La quinoa è attualmente coltivata in tutta la regione andina, negli Stati Uniti, in Europa, Asia e Africa.

Nei territori di origine, la coltivazione della quinoa è ancora molto tradizionale, anche se si stanno affermando pratiche molto più moderne per soddisfare le crescenti richieste mondiali dei suoi semi.

Proprietà Nutrizionali

Per quanto riguarda le caratteristiche nutrizionali del seme, la quinoa è un alimento molto interessante per le sue eccellenti qualità nutritive.
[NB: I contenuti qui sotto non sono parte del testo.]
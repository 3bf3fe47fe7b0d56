// ── Command API ──
//
// Inbound host messages are parsed into a `Command`. Only unlock is
// recognized; anything else parses to `None` and is ignored.

mod dispatcher;

pub use dispatcher::CommandDispatcher;

use crate::model::{DeviceId, InboundMessage};

/// Payload value that triggers an unlock.
pub const UNLOCK_PAYLOAD: &str = "unlock";

/// A write operation against one or more devices.
#[derive(Debug, Clone, PartialEq, Eq)]
pub enum Command {
    /// Release the door. `None` addresses every unlock-capable device.
    Unlock { device_id: Option<DeviceId> },
}

impl Command {
    /// Parse an inbound message. Unrecognized payloads yield `None`.
    pub fn parse(message: &InboundMessage) -> Option<Self> {
        match message.payload.as_str().map(str::trim) {
            Some(UNLOCK_PAYLOAD) => Some(Self::Unlock {
                device_id: message.device_id.clone(),
            }),
            _ => None,
        }
    }
}
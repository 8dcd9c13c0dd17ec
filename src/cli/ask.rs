// src/cli/ask.rs — One-shot turn

use crate::core::controller::RetryController;
use crate::core::types::TurnOutcome;

/// Answer `message` with empty history and print the reply to stdout.
pub async fn run_ask(controller: &RetryController, message: &str) -> anyhow::Result<()> {
    let report = controller.run_turn(message, &[]).await?;
    println!("{}", report.reply);

    if report.outcome == TurnOutcome::Exhausted {
        tracing::info!(attempts = report.attempts, "Reply returned without passing the gate");
    }
    tracing::debug!(tokens = report.usage.total(), "Turn usage");
    Ok(())
}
Oltre a un elevato contenuto di carboidrati complessi, ricchi di amido, rappresenta una buona fonte di proteine prive di glutine, con un profilo amminoacidico ben bilanciato e per questo superiore a quello di altri cereali.

Proteine

La quinoa è una fonte molto importante di proteine:

  • sotto il piano quantitativo ne contiene dal 12 al 18% a seconda della varietà (percentuali superiori alla media dei cereali tradizionali);
  • sotto il piano qualitativo, contiene elevate quantità di lisina, che è l’amminoacido limitante dei cereali; inoltre, la quinoa presenta un basso contenuto di prolammine e risulta un alimento facilmente digeribile e privo di glutine.

Come riportato in tabella, pur risultando migliore del frumento sul piano della qualità e quantità proteica, la quinoa non riesce a superare le qualità nutrizionali dell’avena, che nel complesso rimane superiore.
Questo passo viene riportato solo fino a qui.